Além da mediação do partido, o que significa se submeter às suas regras, o cidadão tem que atender a outras exigências, que varia de acordo com o país, tal como a idade, por exemplo. Além disso, sem recursos financeiros próprios ou daqueles que o financiam em “troca de algo” dificilmente um cidadão consegue se lançar candidato.
O direito de votar, por sua vez, significa apenas uma escolha de algo exterior que pode ser útil a quem vota. É a mesma lógica de ir ao supermercado fazer compras. Aliás, não é sem motivo que se cunhou o termo “mercado político”. Neste mercado, assim como em qualquer outro, existe uma variedade de produtos (os partidos e seus candidatos) que podem ser escolhidos e que lhes são apresentados pela propaganda generalizada (de “massas”) e pelos meios oligopolistas de comunicação. Após a eleição não há nenhum controle dos eleitores sobre os eleitos. Estes últimos, chamados de “representantes” do povo, não são expressão da vontade popular, pois isto pressupõe a elaboração por parte desta de um projeto político que o candidato escolhido iria apenas representar no parlamento ou governo. Mas o que ocorre é justamente o contrário: são os representantes que elaboram os projetos (ou fingem elaborar, pois a prática se diferencia do discurso) e os apresentam à comunidade, para que esta escolha algo que lhe é alheio (tanto no sentido de não ter sido produzido por ela quanto no sentido de não representar os seus reais interesses).

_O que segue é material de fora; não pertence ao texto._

//! Row intake: reading an input file into [`crate::types::RawRow`]s.
//!
//! Most callers should use [`read_rows_from_path`] (from [`unified`]), or
//! [`crate::import::import_from_path`] which also runs the pipeline.
//!
//! Format-specific functions are also available under:
//! - [`csv`]
//! - [`json`]
//! - `excel` (feature `excel`)

pub mod csv;
#[cfg(feature = "excel")]
pub mod excel;
pub mod headers;
pub mod json;
pub mod unified;

pub use unified::{infer_format_from_path, read_rows_from_path, InputFormat, IntakeOptions, SheetSelection};
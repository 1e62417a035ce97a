//! CSV intake.

use std::path::Path;

use crate::error::ImportResult;
use crate::schema::Schema;
use crate::types::{CellValue, RawRow};

use super::headers::project_headers;

/// Read a CSV file into raw rows.
///
/// Rules:
///
/// - The first line is the header row; headers match schema fields case-insensitively and
///   may appear in any order.
/// - Every required schema field must have a header.
/// - Cells are kept as text; rows whose cells are all blank are skipped.
/// - Cells that are not valid UTF-8 are decoded as Latin-1, so legacy spreadsheet exports
///   import instead of failing the whole file.
pub fn read_csv_from_path(path: impl AsRef<Path>, schema: &Schema) -> ImportResult<Vec<RawRow>> {
    let mut rdr = csv::ReaderBuilder::new()
        .has_headers(true)
        .flexible(true)
        .from_path(path)?;
    read_csv_from_reader(&mut rdr, schema)
}

/// Read CSV data from an existing CSV reader.
pub fn read_csv_from_reader<R: std::io::Read>(
    rdr: &mut csv::Reader<R>,
    schema: &Schema,
) -> ImportResult<Vec<RawRow>> {
    let headers: Vec<String> = rdr.byte_headers()?.iter().map(decode_cell).collect();
    let projection = project_headers(headers.iter().map(String::as_str), schema)?;

    let mut rows = Vec::new();
    for (row_idx0, result) in rdr.byte_records().enumerate() {
        // 1-based, and the header is row 1.
        let user_row = row_idx0 + 2;
        let record = result?;

        let mut row = RawRow::new(user_row);
        for (idx, field) in &projection {
            let raw = record.get(*idx).unwrap_or_default();
            if !raw.is_empty() {
                row.insert(field.clone(), CellValue::Text(decode_cell(raw)));
            }
        }
        if row.cells.values().all(CellValue::is_blank) {
            continue;
        }
        rows.push(row);
    }

    Ok(rows)
}

fn decode_cell(bytes: &[u8]) -> String {
    match std::str::from_utf8(bytes) {
        Ok(s) => s.to_string(),
        // Latin-1 maps each byte to the code point of the same value.
        Err(_) => bytes.iter().map(|&b| char::from(b)).collect(),
    }
}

Desta forma, a democracia burguesa (“representativa”) legitima o estado capitalista (Viana, 2003b). Esta legitimação, entretanto, não resiste aos momentos de crise, que o estado sempre busca contornar, apelando, principalmente, para a mudança de governo e responsabilizando o governo de determinado partido pela crise para impedir a percepção de que é o próprio estado capitalista que é o principal responsável pela manutenção da ordem capitalista e de suas crises.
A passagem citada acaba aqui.